O produto surge durante a fabricação do etanol. No processo industrial, o amido do milho é convertido em álcool por meio da fermentação. O restante do grão — composto principalmente por proteínas, fibras, gorduras e minerais — permanece no material final, que é desidratado e transformado em um ingrediente utilizado na formulação de rações.

Por concentrar esses nutrientes, o produto se tornou uma alternativa para complementar a dieta de bovinos, suínos e aves. Na pecuária de corte, especialmente em sistemas de confinamento, o ingrediente já é amplamente utilizado como fonte de proteína e energia na alimentação do gado.

Além do teor proteico, o subproduto também fornece gordura e outros componentes energéticos importantes para a dieta dos animais. Por isso, pode substituir parte de ingredientes tradicionais usados nas rações, como milho e farelo de soja, dependendo da formulação nutricional adotada pelo produtor ou pela fábrica de ração.
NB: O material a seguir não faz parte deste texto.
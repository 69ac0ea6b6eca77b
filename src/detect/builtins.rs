//! Names and module sets the rules match against.

use phf::phf_set;

/// Names exported by Python's `builtins` module (CPython 3.11 `dir(builtins)`).
static PYTHON_BUILTINS: phf::Set<&'static str> = phf_set! {
    "ArithmeticError", "AssertionError", "AttributeError", "BaseException",
    "BaseExceptionGroup", "BlockingIOError", "BrokenPipeError", "BufferError",
    "BytesWarning", "ChildProcessError", "ConnectionAbortedError", "ConnectionError",
    "ConnectionRefusedError", "ConnectionResetError", "DeprecationWarning", "EOFError",
    "Ellipsis", "EncodingWarning", "EnvironmentError", "Exception", "ExceptionGroup",
    "False", "FileExistsError", "FileNotFoundError", "FloatingPointError", "FutureWarning",
    "GeneratorExit", "IOError", "ImportError", "ImportWarning", "IndentationError",
    "IndexError", "InterruptedError", "IsADirectoryError", "KeyError", "KeyboardInterrupt",
    "LookupError", "MemoryError", "ModuleNotFoundError", "NameError", "None",
    "NotADirectoryError", "NotImplemented", "NotImplementedError", "OSError",
    "OverflowError", "PendingDeprecationWarning", "PermissionError", "ProcessLookupError",
    "RecursionError", "ReferenceError", "ResourceWarning", "RuntimeError", "RuntimeWarning",
    "StopAsyncIteration", "StopIteration", "SyntaxError", "SyntaxWarning", "SystemError",
    "SystemExit", "TabError", "TimeoutError", "True", "TypeError", "UnboundLocalError",
    "UnicodeDecodeError", "UnicodeEncodeError", "UnicodeError", "UnicodeTranslateError",
    "UnicodeWarning", "UserWarning", "ValueError", "Warning", "ZeroDivisionError",
    "__build_class__", "__debug__", "__doc__", "__import__", "__loader__", "__name__",
    "__package__", "__spec__",
    "abs", "aiter", "all", "anext", "any", "ascii", "bin", "bool", "breakpoint",
    "bytearray", "bytes", "callable", "chr", "classmethod", "compile", "complex",
    "copyright", "credits", "delattr", "dict", "dir", "divmod", "enumerate", "eval",
    "exec", "exit", "filter", "float", "format", "frozenset", "getattr", "globals",
    "hasattr", "hash", "help", "hex", "id", "input", "int", "isinstance", "issubclass",
    "iter", "len", "license", "list", "locals", "map", "max", "memoryview", "min", "next",
    "object", "oct", "open", "ord", "pow", "print", "property", "quit", "range", "repr",
    "reversed", "round", "set", "setattr", "slice", "sorted", "staticmethod", "str", "sum",
    "super", "tuple", "type", "vars", "zip",
};

/// Modules whose import is reported as dangerous.
static DANGEROUS_MODULES: phf::Set<&'static str> = phf_set! {
    "pickle", "os", "subprocess",
};

/// Attributes that expose interpreter internals.
static SENSITIVE_ATTRIBUTES: phf::Set<&'static str> = phf_set! {
    "__dict__", "__class__", "__globals__",
};

/// Method names that spawn processes.
static SHELL_CALLS: phf::Set<&'static str> = phf_set! {
    "call", "Popen",
};

pub fn is_builtin(name: &str) -> bool {
    PYTHON_BUILTINS.contains(name)
}

pub fn is_dangerous_module(name: &str) -> bool {
    DANGEROUS_MODULES.contains(name)
}

pub fn is_sensitive_attribute(attr: &str) -> bool {
    SENSITIVE_ATTRIBUTES.contains(attr)
}

pub fn is_shell_call(method: &str) -> bool {
    SHELL_CALLS.contains(method)
}
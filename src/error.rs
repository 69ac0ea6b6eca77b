//! Error types for the analysis engine.

use thiserror::Error;

/// Diagnostic produced when the source cannot be parsed.
#[derive(Error, Debug, Clone, PartialEq, Eq)]
#[error("syntax error at line {line}, column {column}: {message}")]
pub struct SyntaxError {
    /// 1-based line of the first error node.
    pub line: usize,
    /// 1-based column of the first error node.
    pub column: usize,
    pub message: String,
}

/// Errors returned by [`crate::Analyzer`].
#[derive(Error, Debug)]
pub enum AnalyzeError {
    /// The source is not valid Python; no detector was run.
    #[error(transparent)]
    Syntax(#[from] SyntaxError),

    /// The Python grammar could not be loaded into the parser.
    #[error("failed to load Python grammar: {0}")]
    Language(#[from] tree_sitter::LanguageError),

    /// The parser gave up without producing a tree.
    #[error("parser produced no tree")]
    NoTree,
}

impl AnalyzeError {
    /// The syntax diagnostic, when this is a syntax error.
    pub fn as_syntax(&self) -> Option<&SyntaxError> {
        match self {
            AnalyzeError::Syntax(e) => Some(e),
            _ => None,
        }
    }
}

/// Errors raised while loading or validating a configuration file.
#[derive(Error, Debug)]
pub enum ConfigError {
    #[error("failed to read config {path}: {source}")]
    Read {
        path: String,
        source: std::io::Error,
    },

    #[error("invalid config YAML: {0}")]
    Yaml(#[from] serde_yaml::Error),

    #[error("unknown rule {0:?} in disabled_rules")]
    UnknownRule(String),

    #[error("{field} must be at least 1")]
    InvalidThreshold { field: &'static str },

    #[error("invalid glob pattern {pattern:?}: {source}")]
    Glob {
        pattern: String,
        source: globset::Error,
    },
}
Outro fator que tem favorecido a adoção do insumo é a disponibilidade contínua ao longo do ano. Diferentemente de grãos e outros produtos agrícolas que dependem do ciclo das safras, o subproduto é gerado diariamente pelas usinas de etanol de milho, garantindo oferta constante ao mercado.

COMMODITY – Atualmente, o Brasil produz pouco mais de 4 milhões de toneladas por ano desse insumo, volume que acompanha o crescimento da indústria de etanol de milho. A expectativa do setor é que essa produção continue aumentando nos próximos anos, podendo se aproximar de 5 milhões de toneladas à medida que novas usinas entrem em operação.

Desse total, uma parcela crescente está sendo destinada ao mercado externo. Em 2024, o Brasil exportou cerca de 790 mil toneladas do produto. No ano seguinte, as vendas externas subiram para 879 mil toneladas, um aumento de 9,7%, com embarques para 25 países.

Embora ainda represente uma fatia pequena da produção total, o volume exportado cresce rapidamente e reflete uma mudança importante na cadeia do milho: o subproduto do etanol passa a gerar receita adicional para o setor, agregando valor ao processamento do grão.

O avanço das exportações é relativamente recente. Dados do comércio exterior indicam que os embarques saltaram nos últimos anos, acompanhando a expansão das biorrefinarias de milho no Centro-Oeste.

  • 2023: cerca de 600 mil toneladas exportadas

  • 2024: cerca de 790 mil toneladas

  • 2025: cerca de 879 mil toneladas

A tendência de crescimento também aparece nos dados mais recentes. Apenas no primeiro semestre de 2025, o Brasil já havia exportado quase 486 mil toneladas, alta de 19% na comparação com o mesmo período do ano anterior.

Os principais compradores estão na Ásia e no Oriente Médio, mercados que utilizam o produto principalmente na nutrição de bovinos, suínos e aves.

Entre os destinos que mais importam o produto brasileiro estão:

Mais recentemente, a abertura do mercado chinês passou a ser vista como um divisor de águas para o setor. A China é um dos maiores consumidores globais de ingredientes para ração e pode se tornar rapidamente um dos principais destinos do produto brasileiro.

A produção e as exportações estão fortemente concentradas no Centro-Oeste, especialmente em Mato Grosso, onde se localiza a maior parte das usinas de etanol de milho do País.

O Estado responde por cerca de 80% a 85% das exportações brasileiras desse produto, reflexo direto da expansão da indústria de biocombustíveis baseada no cereal.

Para especialistas do setor, o crescimento do DDG representa uma nova forma de agregar valor ao milho brasileiro. Ao transformar o grão em etanol, a indústria também gera volumes significativos de proteína vegetal concentrada, que passa a ser utilizada na alimentação animal no Brasil e no exterior.

Na prática, isso significa que uma parte do milho produzido no País deixa de ser vendida apenas como grão e passa a entrar em uma cadeia industrial que gera dois produtos comerciais: biocombustível e ingredientes para ração.

Com o aumento da produção de etanol de milho e a abertura de novos mercados externos, a expectativa é que o DDG consolide gradualmente seu espaço como mais uma commodity ligada ao agronegócio brasileiro.